En octubre, el Ministerio Público Federal (MPF) pidió el aumento de la pena del ex presidente. La acusación sostiene que Lula debe responder por separado a cada acusación de corrupción que consta en la sentencia de Moro.
En la sentencia dictada en julio, Moro entendió que las reformas ejecutadas en el apartamento por la empresa OAS demuestran que el inmueble era destinado al ex presidente.
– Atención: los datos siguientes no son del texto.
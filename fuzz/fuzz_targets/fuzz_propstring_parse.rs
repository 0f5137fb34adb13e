#![no_main]

use libfuzzer_sys::fuzz_target;

fuzz_target!(|data: &[u8]| {
    let Ok(s) = std::str::from_utf8(data) else {
        return;
    };

    // Property 1: parse never panics on arbitrary UTF-8 input.
    let Ok(parsed) = pbsctl_propstring::parse(s) else {
        return;
    };

    // Property 2: format never panics on anything parse can produce.
    let formatted = pbsctl_propstring::format(&parsed);

    // Property 3: format(parse(s)) is stable under one more parse/format round.
    let Ok(reparsed) = pbsctl_propstring::parse(&formatted) else {
        panic!("canonical output failed to reparse: {formatted:?}");
    };
    let reformatted = pbsctl_propstring::format(&reparsed);
    assert_eq!(formatted, reformatted, "canonicalization is not idempotent");
});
Además, Moro entendió que los recursos utilizados por la empresa fueron desviados de la estatal.
En la apelación, la defensa de Lula sostiene que el análisis de Moro fue “parcial y faccioso” y “descubrimiento de cualquier elemento probatorio idóneo”. El magistrado habría fallado al establecer la pena con base sólo en la “narrativa aislada” del ex presidente de la constructora OAS José Aldemário Pinheiro Filho, conocido como Léo Pinheiro, sobre “una fantasiosa caja general de propinas” y la supuesta adquisición y reforma del inmueble .
En una nota, el abogado Cristiano Zanin Martins, que defiende a Lula, dice que “hasta ahora existía una discusión sobre una condena impuesta al ex presidente Lula en primera instancia sin ninguna prueba de su culpa y despreciando las pruebas que hicimos de su inocencia. , que se ha convertido en una garantía fundamental de cualquier ciudadano. Esperamos que la explicación para esa tramitación récord sea la facilidad de constatar la nulidad del proceso y la inocencia de Lula.